Hypoxanthine is a naturally occurring purine derivative. It is occasionally found as a constituent of nucleic acids, where it is present in the anticodon of tRNA in the form of its nucleoside inosine. It has a tautomer known as 6-hydroxypurine. Hypoxanthine is a necessary additive in certain cells, bacteria, and parasite cultures as a substrate and nitrogen source. For example, it is commonly a required reagent in malaria parasite cultures, since Plasmodium falciparum requires a source of hypoxanthine for nucleic acid synthesis and energy metabolism.

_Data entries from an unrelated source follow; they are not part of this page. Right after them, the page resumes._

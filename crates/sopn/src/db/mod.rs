//! Database module for persistent storage.
//!
//! Uses rusqlite (SQLite) with a thread-safe `Database` handle.
//! All access is serialized through a `Mutex<Connection>`.

use std::path::{Path, PathBuf};
use std::sync::{Arc, Mutex};

use rusqlite::Connection;

pub mod ballot_repo;
pub mod document_repo;
pub mod draft_repo;
pub mod error;
pub mod migrations;
pub mod ocr_repo;
pub mod override_repo;
pub mod party_repo;
pub mod review_repo;
pub mod table_repo;

pub use error::DatabaseError;

/// Thread-safe database handle wrapping a single rusqlite connection.
///
/// Cloning is cheap (inner `Arc`). WAL mode is enabled for file databases.
#[derive(Clone)]
pub struct Database {
    conn: Arc<Mutex<Connection>>,
}

impl Database {
    /// Opens (or creates) the database at the given path and runs all
    /// pending migrations.
    pub fn open(path: &Path) -> Result<Self, DatabaseError> {
        if let Some(parent) = path.parent() {
            std::fs::create_dir_all(parent).map_err(|e| DatabaseError::Io {
                path: parent.to_path_buf(),
                source: e,
            })?;
        }

        let conn = Connection::open(path)?;
        conn.execute_batch("PRAGMA journal_mode=WAL; PRAGMA foreign_keys=ON;")?;

        migrations::run_all(&conn)?;

        log::info!("Database opened at {}", path.display());

        Ok(Self {
            conn: Arc::new(Mutex::new(conn)),
        })
    }

    /// Opens an in-memory database for testing. Runs all migrations.
    pub fn open_in_memory() -> Result<Self, DatabaseError> {
        let conn = Connection::open_in_memory()?;
        conn.execute_batch("PRAGMA foreign_keys=ON;")?;

        migrations::run_all(&conn)?;

        Ok(Self {
            conn: Arc::new(Mutex::new(conn)),
        })
    }

    /// Provides locked access to the underlying connection.
    pub fn with_conn<F, T>(&self, f: F) -> Result<T, DatabaseError>
    where
        F: FnOnce(&Connection) -> Result<T, DatabaseError>,
    {
        let conn = self.conn.lock().map_err(|_| DatabaseError::LockPoisoned)?;
        f(&conn)
    }

    /// Runs `f` inside a transaction, committing when it returns `Ok`.
    pub fn with_transaction<F, T>(&self, f: F) -> Result<T, DatabaseError>
    where
        F: FnOnce(&rusqlite::Transaction<'_>) -> Result<T, DatabaseError>,
    {
        let mut conn = self.conn.lock().map_err(|_| DatabaseError::LockPoisoned)?;
        let tx = conn.transaction()?;
        let value = f(&tx)?;
        tx.commit()?;
        Ok(value)
    }
}

/// Returns the canonical database path: `~/.sopn/data/sopn.db`.
pub fn default_database_path() -> Option<PathBuf> {
    dirs::home_dir().map(|h| h.join(".sopn").join("data").join("sopn.db"))
}

/// Current time as an RFC 3339 string, the format of every timestamp column.
pub fn now() -> String {
    chrono::Utc::now().to_rfc3339()
}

In August 2011, a report, based on NASA studies with meteorites found on Earth, was published suggesting hypoxanthine and related organic molecules, including the bases of the DNA and RNA components adenine and guanine, which were found in trace amounts in meteorites, may have been formed by reactions occurring extraterrestrially in outer space.

The Pheretima aspergillum worm, used in Chinese medicine preparations, contains hypoxanthine.

==Reactions==
It is one of the products of the action of xanthine oxidase on xanthine. However, more frequently in purine degradation, xanthine is formed from oxidation of hypoxanthine by xanthine oxidoreductase.

Hypoxanthine-guanine phosphoribosyltransferase converts hypoxanthine into IMP in nucleotide salvage.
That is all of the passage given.